At first glance
DynamicSupervisor appears to be be fully compatible with
Supervisor, as it uses exactly the same method for specifying children
h DynamicSupervisor.start_child
child_spec should be a valid child specification as detailed in the
"child_spec/1" section of the documentation for Supervisor. The child process
will be started as defined in the child specification.
However, during tests (elixir 1.8.1), I noticed that
DynamicSupervisor allows registering multiple children with the same id
{:ok, ds} = DynamicSupervisor.start_link(strategy: :one_for_one)

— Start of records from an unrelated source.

// Copyright (c) 2025 Kirky.X
//
// Licensed under the MIT License
// See LICENSE file in the project root for full license information.

pub use sea_orm_migration::prelude::*;

mod m20250301_000001_create_ingestion_records;
mod m20250315_000002_add_ingestion_records_indexes;

/// 数据库迁移器
pub struct Migrator;

#[async_trait::async_trait]
impl MigratorTrait for Migrator {
    /// 获取所有迁移
    ///
    /// # 返回值
    ///
    /// 返回迁移列表
    fn migrations() -> Vec<Box<dyn MigrationTrait>> {
        vec![
            Box::new(m20250301_000001_create_ingestion_records::Migration),
            Box::new(m20250315_000002_add_ingestion_records_indexes::Migration),
        ]
    }
}
// Copyright (c) 2025 Kirky.X
//
// Licensed under the MIT License
// See LICENSE file in the project root for full license information.

pub mod query_builder_test;
// Copyright (c) 2025 Kirky.X
//
// Licensed under the MIT License
// See LICENSE file in the project root for full license information.

use std::collections::BTreeMap;
use std::fs::{self, File};
use std::path::{Path, PathBuf};
use std::sync::Arc;

use datafusion::arrow::array::{
    ArrayRef, BooleanBuilder, Float64Builder, StringBuilder, TimestampMillisecondBuilder,
};
use datafusion::arrow::datatypes::{DataType, Field, Schema, SchemaRef, TimeUnit};
use datafusion::arrow::record_batch::RecordBatch;
use datafusion::parquet::arrow::arrow_reader::ParquetRecordBatchReaderBuilder;
use datafusion::parquet::arrow::ArrowWriter;
use datafusion::parquet::basic::Compression;
use datafusion::parquet::file::properties::WriterProperties;
use serde_json::Value;
use tracing::{debug, info};

use super::{collect_parquet_files, ParquetStoreError};
use crate::domain::models::cdms_constants::{
    DEPTH_COL, JOB_ID_COL, LAT_COL, LON_COL, MONTH_COL, PLATFORM_CODE_COL, PROJECT_COL,
    PROVIDER_COL, TIME_COL, TIME_OBJ_COL, YEAR_COL,
};
use crate::domain::models::observation::{parse_observations, Observation};

const UTC: &str = "UTC";

/// 每个文件都有的固定列，类型不随数据变化
const FIXED_COLUMNS: [&str; 9] = [
    TIME_COL,
    TIME_OBJ_COL,
    DEPTH_COL,
    LAT_COL,
    LON_COL,
    PROVIDER_COL,
    PROJECT_COL,
    PLATFORM_CODE_COL,
    JOB_ID_COL,
];

/// 变量列的推断类型
#[derive(Debug, Clone, Copy, PartialEq, Eq)]
enum VariableKind {
    Number,
    Boolean,
    Text,
}

impl VariableKind {
    fn of(value: &Value) -> Option<Self> {
        match value {
            Value::Null => None,
            Value::Number(_) => Some(Self::Number),
            Value::Bool(_) => Some(Self::Boolean),
            Value::String(_) | Value::Array(_) | Value::Object(_) => Some(Self::Text),
        }
    }

    /// 同一列出现不同类型时退化为文本
    fn merge(self, other: Self) -> Self {
        if self == other {
            self
        } else {
            Self::Text
        }
    }

    /// 已有文件中的列类型，只有数值与布尔保持原样
    fn from_data_type(data_type: &DataType) -> Self {
        match data_type {
            DataType::Float64 => Self::Number,
            DataType::Boolean => Self::Boolean,
            _ => Self::Text,
        }
    }

    fn data_type(self) -> DataType {
        match self {
            Self::Number => DataType::Float64,
            Self::Boolean => DataType::Boolean,
            Self::Text => DataType::Utf8,
        }
    }
}

/// 观测 Parquet 写入器
///
/// 按 `year=Y/month=M/<job_id>.parquet` 的 hive 布局写入根目录，
/// 同一任务ID的再次写入会替换之前写入的全部文件。
#[derive(Debug, Clone)]
pub struct ParquetWriter {
    root: PathBuf,
    missing_depth_value: i64,
}

impl ParquetWriter {
    pub fn new(root: impl Into<PathBuf>, missing_depth_value: i64) -> Self {
        Self {
            root: root.into(),
            missing_depth_value,
        }
    }

    /// 读取观测 JSON 文件并写入 Parquet，返回写入的记录数
    pub fn ingest_file(&self, path: &Path, job_id: &str) -> Result<usize, ParquetStoreError> {
        validate_job_id(job_id)?;
        let bytes = fs::read(path)?;
        let observations = parse_observations(&bytes, self.missing_depth_value)?;
        debug!(
            "parsed {} observations from {}",
            observations.len(),
            path.display()
        );
        self.replace(job_id, &observations)
    }

    /// 用给定观测替换任务ID此前写入的全部数据
    pub fn replace(
        &self,
        job_id: &str,
        observations: &[Observation],
    ) -> Result<usize, ParquetStoreError> {
        validate_job_id(job_id)?;
        let existing = self.existing_variable_kinds(job_id)?;
        let schema = build_schema(observations, &existing);

        let mut partitions: BTreeMap<(i32, u32), Vec<&Observation>> = BTreeMap::new();
        for observation in observations {
            partitions
                .entry(observation.partition())
                .or_default()
                .push(observation);
        }

        // 先写入临时文件，全部成功后再替换旧文件
        let mut staged = Vec::with_capacity(partitions.len());
        let result = partitions.iter().try_for_each(|((year, month), rows)| {
            let dir = self
                .root
                .join(format!("{YEAR_COL}={year}"))
                .join(format!("{MONTH_COL}={month}"));
            fs::create_dir_all(&dir)?;
            let final_path = dir.join(format!("{job_id}.parquet"));
            let tmp_path = dir.join(format!(".{job_id}.parquet.tmp"));
            staged.push((tmp_path.clone(), final_path));
            let batch = build_batch(&schema, job_id, rows)?;
            write_batch(&tmp_path, schema.clone(), &batch)
        });
        if let Err(e) = result {
            for (tmp_path, _) in &staged {
                let _ = fs::remove_file(tmp_path);
            }
            return Err(e);
        }

        let removed = self.remove_job(job_id)?;
        if removed > 0 {
            debug!("removed {} existing parquet files for job {}", removed, job_id);
        }
        for (tmp_path, final_path) in staged {
            fs::rename(tmp_path, final_path)?;
        }

        info!(
            "wrote {} records for job {} into {} partitions",
            observations.len(),
            job_id,
            partitions.len()
        );
        Ok(observations.len())
    }

    /// 读取其他任务已写入文件中的变量列类型
    ///
    /// 同名列沿用已有类型，保证整个存储的文件 schema 可以合并。
    /// 本任务自己的旧文件即将被替换，不参与。
    fn existing_variable_kinds(
        &self,
        job_id: &str,
    ) -> Result<BTreeMap<String, VariableKind>, ParquetStoreError> {
        let own_file = format!("{job_id}.parquet");
        let mut files = Vec::new();
        collect_parquet_files(&self.root, &mut files)?;
        files.sort();

        let mut kinds = BTreeMap::new();
        for path in files {
            if path.file_name().and_then(|n| n.to_str()) == Some(own_file.as_str()) {
                continue;
            }
            let builder = ParquetRecordBatchReaderBuilder::try_new(File::open(&path)?)?;
            for field in builder.schema().fields().iter() {
                if FIXED_COLUMNS.contains(&field.name().as_str()) {
                    continue;
                }
                kinds
                    .entry(field.name().clone())
                    .or_insert_with(|| VariableKind::from_data_type(field.data_type()));
            }
        }
        Ok(kinds)
    }

    /// 删除任务ID写入的全部 Parquet 文件，返回删除的文件数
    fn remove_job(&self, job_id: &str) -> Result<usize, ParquetStoreError> {
        let file_name = format!("{job_id}.parquet");
        let mut files = Vec::new();
        collect_parquet_files(&self.root, &mut files)?;
        let mut removed = 0;
        for path in files {
            if path.file_name().and_then(|n| n.to_str()) == Some(file_name.as_str()) {
                fs::remove_file(&path)?;
                removed += 1;
            }
        }
        Ok(removed)
    }
}

/// 任务ID会成为文件名，只允许字母、数字、`-`、`_`、`.`，且不能以 `.` 开头
pub fn validate_job_id(job_id: &str) -> Result<(), ParquetStoreError> {
    let valid = !job_id.is_empty()
        && !job_id.starts_with('.')
        && job_id
            .chars()
            .all(|c| c.is_ascii_alphanumeric() || matches!(c, '-' | '_' | '.'));
    if valid {
        Ok(())
    } else {
        Err(ParquetStoreError::InvalidJobId(job_id.to_string()))
    }
}

fn build_schema(
    observations: &[Observation],
    existing: &BTreeMap<String, VariableKind>,
) -> SchemaRef {
    let mut kinds: BTreeMap<&str, VariableKind> = BTreeMap::new();
    for observation in observations {
        for (key, value) in &observation.variables {
            if let Some(kind) = VariableKind::of(value) {
                kinds
                    .entry(key.as_str())
                    .and_modify(|k| *k = k.merge(kind))
                    .or_insert(kind);
            }
        }
    }
    // 存储中已有的列类型优先，不兼容的值写为 null（数值、布尔）或文本
    for (name, kind) in kinds.iter_mut() {
        if let Some(established) = existing.get(*name) {
            *kind = *established;
        }
    }

    let mut fields = vec![
        Field::new(TIME_COL, DataType::Utf8, false),
        Field::new(
            TIME_OBJ_COL,
            DataType::Timestamp(TimeUnit::Millisecond, Some(UTC.into())),
            false,
        ),
        Field::new(DEPTH_COL, DataType::Float64, false),
        Field::new(LAT_COL, DataType::Float64, true),
        Field::new(LON_COL, DataType::Float64, true),
        Field::new(PROVIDER_COL, DataType::Utf8, true),
        Field::new(PROJECT_COL, DataType::Utf8, true),
        Field::new(PLATFORM_CODE_COL, DataType::Utf8, true),
        Field::new(JOB_ID_COL, DataType::Utf8, false),
    ];
    // 全为 null 的变量不建列，避免与其他文件的类型冲突
    fields.extend(
        kinds
            .into_iter()
            .map(|(name, kind)| Field::new(name, kind.data_type(), true)),
    );
    Arc::new(Schema::new(fields))
}

fn build_batch(
    schema: &SchemaRef,
    job_id: &str,
    rows: &[&Observation],
) -> Result<RecordBatch, ParquetStoreError> {
    let mut time = StringBuilder::new();
    let mut time_obj = TimestampMillisecondBuilder::new().with_timezone(UTC);
    let mut depth = Float64Builder::new();
    let mut latitude = Float64Builder::new();
    let mut longitude = Float64Builder::new();
    let mut provider = StringBuilder::new();
    let mut project = StringBuilder::new();
    let mut platform_code = StringBuilder::new();
    let mut job = StringBuilder::new();

    for row in rows {
        time.append_value(&row.time);
        time_obj.append_value(row.time_obj.timestamp_millis());
        depth.append_value(row.depth);
        latitude.append_option(row.latitude);
        longitude.append_option(row.longitude);
        provider.append_option(row.provider.as_deref());
        project.append_option(row.project.as_deref());
        platform_code.append_option(row.platform_code.as_deref());
        job.append_value(job_id);
    }

    let mut columns: Vec<ArrayRef> = vec![
        Arc::new(time.finish()),
        Arc::new(time_obj.finish()),
        Arc::new(depth.finish()),
        Arc::new(latitude.finish()),
        Arc::new(longitude.finish()),
        Arc::new(provider.finish()),
        Arc::new(project.finish()),
        Arc::new(platform_code.finish()),
        Arc::new(job.finish()),
    ];

    let fixed = columns.len();
    for field in schema.fields().iter().skip(fixed) {
        let name = field.name();
        let column: ArrayRef = match field.data_type() {
            DataType::Float64 => {
                let mut builder = Float64Builder::with_capacity(rows.len());
                for row in rows {
                    builder.append_option(row.variables.get(name).and_then(Value::as_f64));
                }
                Arc::new(builder.finish())
            }
            DataType::Boolean => {
                let mut builder = BooleanBuilder::with_capacity(rows.len());
                for row in rows {
                    builder.append_option(row.variables.get(name).and_then(Value::as_bool));
                }
                Arc::new(builder.finish())
            }
            _ => {
                let mut builder = StringBuilder::new();
                for row in rows {
                    match row.variables.get(name) {
                        None | Some(Value::Null) => builder.append_null(),
                        Some(Value::String(s)) => builder.append_value(s),
                        Some(other) => builder.append_value(other.to_string()),
                    }
                }
                Arc::new(builder.finish())
            }
        };
        columns.push(column);
    }

    Ok(RecordBatch::try_new(schema.clone(), columns)?)
}

fn write_batch(path: &Path, schema: SchemaRef, batch: &RecordBatch) -> Result<(), ParquetStoreError> {
    let props = WriterProperties::builder()
        .set_compression(Compression::SNAPPY)
        .build();
    let file = File::create(path)?;
    let mut writer = ArrowWriter::try_new(file, schema, Some(props))?;
    writer.write(batch)?;
    writer.close()?;
    Ok(())
}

child_spec = Supervisor.child_spec({Agent, fn -> :ok end}, id: :child, type: :worker)
Enum.each(0..5, fn _ -> {:ok, _pid} = DynamicSupervisor.start_child(ds, child_spec) end)
:ok
the code above succeeds, but the same wouldn't be possible with
Supervisor{:ok, s} = Supervisor.start_link([], strategy: :one_for_one)
child_spec = Supervisor.child_spec({Agent, fn -> :ok end}, id: :child, type: :worker)
Enum.each(0..5, fn _ -> {:ok, _pid} = Supervisor.start_child(s, child_spec) end)
** (MatchError) no match of right hand side value: {:error, {:already_started, #PID<0.2977.0>}}
(stdlib) erl_eval.erl:453: :erl_eval.expr/5
(elixir) lib/enum.ex:775: anonymous fn/3 in Enum.each/2
(elixir) lib/enum.ex:3003: Enum.reduce_range_inc/4
(elixir) lib/enum.ex:1945: Enum.each/2
Moreover if you run
DynamicSupervisor.which_children/1, you can see that ids are not only unchecked, but are not even preserved:
DynamicSupervisor.which_children(ds)
[
{:undefined, #PID<0.2948.0>, :worker, [Agent]},
{:undefined, #PID<0.2949.0>, :worker, [Agent]},
{:undefined, #PID<0.2950.0>, :worker, [Agent]},
{:undefined, #PID<0.2951.0>, :worker, [Agent]},
{:undefined, #PID<0.2952.0>, :worker, [Agent]},
{:undefined, #PID<0.2953.0>, :worker, [Agent]}
]
I think it would be beneficial if the documentation of DynamicSupervisor would be explicit about this incompatibility. Currently the documentation gives impression that behaviorally they are almost the same (except for the ability to easily impose a limit on the number of children).